Comment 45 S. B. 2019-01-13 04:20:00 UTC
(In reply to Stefan Willer from comment #43)
> Just ran into this on Tumbleweed sometime after installing >1000 updates via
> "zypper dup". Renaming "/etc/resolv.conf" worked. I am not so sure I should
> be forced to do this as an end user, though. Maybe there should be a section
> in the manual: "How to repair your system after we bricked it?"
> 
> Very much looking forward to a fix!

This is still happening. I'm currently trying to walk a clueless user through the upgrade process, and this hit him. This is something like the 10th system I've upgraded to 15.0, and 100% of them have hit this bug. Unfortunately this makes openSUSE look really bad...
Comment 46 Marius Tomaschewski 2019-01-16 17:01:35 UTC
workaround: NETCONFIG_FORCE_REPLACE=yes in /etc/sysconfig/network/config changes
the behavior to always force and overwrite like "netconfig update -f" does.
Comment 47 Jonathan Kang 2019-04-18 06:59:52 UTC
For whoever met this issue, he/she must have /etc/resolv.conf generated by
NetworkManager before upgrading. This can be caused by bug#960153, which is fixed
later on. This is why if you upgrade from a clean-installed and fully upgraded
42.3 to 15.0, you cannot reproduce this issue.

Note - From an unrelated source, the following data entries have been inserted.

impl FlvDemuxer {
    /// Parse the FLV header and discover streams.
    pub fn open(mut input: Box<dyn InputStream>) -> Result<Self> {
        let abort = input.abort_handle();

        input.seek(SeekFrom::Start(0)).map_err(|e| map_io(&abort, e))?;
        let mut header = [0u8; FLV_HEADER_SIZE];
        if !read_full(&mut *input, &abort, &mut header)? {
            return Err(Error::invalid_data("truncated FLV header"));
        }
        if &header[..3] != FLV_SIGNATURE {
            return Err(Error::invalid_data("missing FLV signature"));
        }

        let flags = header[4];
        let data_offset = u32::from_be_bytes([header[5], header[6], header[7], header[8]]);

        let mut demuxer = Self {
            input,
            abort,
            expect_audio: flags & FLAG_AUDIO != 0,
            expect_video: flags & FLAG_VIDEO != 0,
            streams: Vec::new(),
            metadata: FlvMetadata::default(),
            pending: VecDeque::new(),
            position: u64::from(data_offset) + PREVIOUS_TAG_SIZE as u64,
        };
        demuxer.probe()?;

        tracing::debug!(
            path = %demuxer.input.path().display(),
            streams = demuxer.streams.len(),
            queued = demuxer.pending.len(),
            "Opened FLV demuxer"
        );
        Ok(demuxer)
    }

    fn probe(&mut self) -> Result<()> {
        for _ in 0..PROBE_TAG_LIMIT {
            if self.streams_ready() {
                break;
            }
            let Some(tag) = self.read_tag()? else {
                break;
            };
            if let Some(packet) = self.handle_tag(tag)? {
                self.pending.push_back(packet);
            }
        }
        Ok(())
    }

    fn streams_ready(&self) -> bool {
        let ready = |kind: StreamKind| {
            self.streams.iter().any(|s| {
                s.kind == kind
                    && (!matches!(s.codec, Codec::H264 | Codec::Hevc | Codec::Aac)
                        || !s.codec_private.is_empty())
            })
        };
        if !self.expect_audio && !self.expect_video {
            return false;
        }
        (!self.expect_video || ready(StreamKind::Video))
            && (!self.expect_audio || ready(StreamKind::Audio))
    }

    /// Read the next complete tag, or `None` if it is not fully written yet.
    fn read_tag(&mut self) -> Result<Option<Tag>> {
        self.abort.check()?;
        self.input
            .seek(SeekFrom::Start(self.position))
            .map_err(|e| map_io(&self.abort, e))?;

        let mut header = [0u8; TAG_HEADER_SIZE];
        if !read_full(&mut *self.input, &self.abort, &mut header)? {
            return Ok(None);
        }

        let tag_type = header[0] & 0x1F;
        let data_size = u32::from_be_bytes([0, header[1], header[2], header[3]]) as usize;
        if header[0] & 0x20 != 0 {
            // Step over it so the next read moves on
            self.position += (TAG_HEADER_SIZE + data_size + PREVIOUS_TAG_SIZE) as u64;
            return Err(Error::unsupported("encrypted FLV tags"));
        }
        let timestamp = u32::from_be_bytes([header[7], header[4], header[5], header[6]]) as i32;

        let mut body = vec![0u8; data_size + PREVIOUS_TAG_SIZE];
        if !read_full(&mut *self.input, &self.abort, &mut body)? {
            return Ok(None);
        }
        body.truncate(data_size);

        self.position += (TAG_HEADER_SIZE + data_size + PREVIOUS_TAG_SIZE) as u64;

        Ok(Some(Tag {
            tag_type,
            timestamp: i64::from(timestamp),
            data: Bytes::from(body),
        }))
    }

    fn handle_tag(&mut self, tag: Tag) -> Result<Option<Packet>> {
        match tag.tag_type {
            TAG_SCRIPT => {
                self.handle_script(tag.data);
                Ok(None)
            }
            TAG_VIDEO => Ok(self.handle_video(tag)),
            TAG_AUDIO => Ok(self.handle_audio(tag)),
            other => {
                tracing::trace!(tag_type = other, "Skipping unknown FLV tag");
                Ok(None)
            }
        }
    }

    fn handle_script(&mut self, mut data: Bytes) {
        let name = match amf0::decode(&mut data) {
            Ok(value) => value,
            Err(e) => {
                tracing::debug!(error = %e, "Ignoring undecodable script tag");
                return;
            }
        };
        if name.as_str() != Some("onMetaData") {
            return;
        }
        match amf0::decode(&mut data) {
            Ok(value) => {
                self.metadata = FlvMetadata::from_amf(&value);
                let metadata = self.metadata.clone();
                for stream in &mut self.streams {
                    metadata.apply(stream);
                }
            }
            Err(e) => tracing::debug!(error = %e, "Ignoring malformed onMetaData"),
        }
    }

    fn ensure_stream(&mut self, id: u32, codec: Codec) -> &mut StreamDescriptor {
        let index = match self.streams.iter().position(|s| s.id == id) {
            Some(index) => index,
            None => {
                let index = self.streams.len();
                let mut stream = StreamDescriptor::new(index, id, codec);
                self.metadata.apply(&mut stream);
                tracing::debug!(id, codec = %codec, "Discovered FLV stream");
                self.streams.push(stream);
                index
            }
        };
        &mut self.streams[index]
    }

    fn handle_video(&mut self, tag: Tag) -> Option<Packet> {
        let data = tag.data;
        let first = *data.first()?;
        let frame_type = first >> 4;
        // Video info/command frames carry no picture
        if frame_type == 5 {
            return None;
        }

        let codec = match first & 0x0F {
            CODEC_ID_AVC => Codec::H264,
            CODEC_ID_HEVC => Codec::Hevc,
            _ => Codec::Unknown,
        };
        let dts = tag.timestamp;
        let mut pts = dts;

        let payload = if matches!(codec, Codec::H264 | Codec::Hevc) {
            if data.len() < 5 {
                return None;
            }
            let packet_type = data[1];
            let cts = sign_extend_24(u32::from_be_bytes([0, data[2], data[3], data[4]]));
            let payload = data.slice(5..);
            match packet_type {
                0 => {
                    self.ensure_stream(VIDEO_STREAM_ID, codec).codec_private = payload.to_vec();
                    return None;
                }
                1 => {
                    pts = dts + i64::from(cts);
                    payload
                }
                _ => return None,
            }
        } else {
            data.slice(1..)
        };

        let stream = self.ensure_stream(VIDEO_STREAM_ID, codec);
        let mut packet = Packet::new(stream.id, payload);
        packet.demuxer_id = stream.demuxer_id;
        packet.dts = Some(dts * 1000);
        packet.pts = Some(pts * 1000);
        packet.keyframe = frame_type == 1 || frame_type == 4;
        Some(packet)
    }

    fn handle_audio(&mut self, tag: Tag) -> Option<Packet> {
        let data = tag.data;
        let first = *data.first()?;
        let format = first >> 4;
        let rate_index = ((first >> 2) & 0x03) as usize;
        let sixteen_bit = first & 0x02 != 0;
        let stereo = first & 0x01 != 0;

        let codec = match format {
            SOUND_FORMAT_AAC => Codec::Aac,
            SOUND_FORMAT_MP3 | SOUND_FORMAT_MP3_8K => Codec::Mp3,
            SOUND_FORMAT_PCM_LE | SOUND_FORMAT_PCM_PLATFORM if sixteen_bit => Codec::PcmS16Le,
            _ => Codec::Unknown,
        };

        let stream = self.ensure_stream(AUDIO_STREAM_ID, codec);
        if stream.sample_rate == 0 {
            stream.sample_rate = if format == SOUND_FORMAT_MP3_8K {
                8000
            } else {
                FLV_SAMPLE_RATES[rate_index]
            };
            stream.channels = if stereo { 2 } else { 1 };
            stream.bits_per_sample = if sixteen_bit { 16 } else { 8 };
        }

        let payload = if codec == Codec::Aac {
            if data.len() < 2 {
                return None;
            }
            let payload = data.slice(2..);
            if data[1] == 0 {
                if let Some((rate, channels)) = parse_audio_specific_config(&payload) {
                    stream.sample_rate = rate;
                    stream.channels = channels;
                }
                stream.codec_private = payload.to_vec();
                return None;
            }
            payload
        } else {
            data.slice(1..)
        };

        let mut packet = Packet::new(stream.id, payload);
        packet.demuxer_id = stream.demuxer_id;
        packet.dts = Some(tag.timestamp * 1000);
        packet.pts = packet.dts;
        packet.keyframe = true;
        Some(packet)
    }
}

The real issue is that in 42.3, NetworkManager overwrites /etc/resolv.conf due to
bug#960153 or user modified resolv.conf. This has been fixed in later
NetworkManager version, which is included in Leap 15.0 and Tumbleweed.

So before upgrading to Leap 15.0, double check if /etc/resolv.conf is generated
by NetworkManager. If yes, run "netconfig update -f" to update it.

But the original "empty /etc/resolv.conf" issue reported cannot be identified
without NetworkManager logs.

As for now, NetworkManager won't overwrite /etc/resolv.conf anymore. As long as
you have /etc/resolv.conf generated by netconfig, everything should be okay.
Comment 48 Jonathan Kang 2019-08-13 06:19:34 UTC
Closing this. If you're still experiencing this at later Leap versions, feel free
to report it with detailed NetworkManager logs attached. Thanks.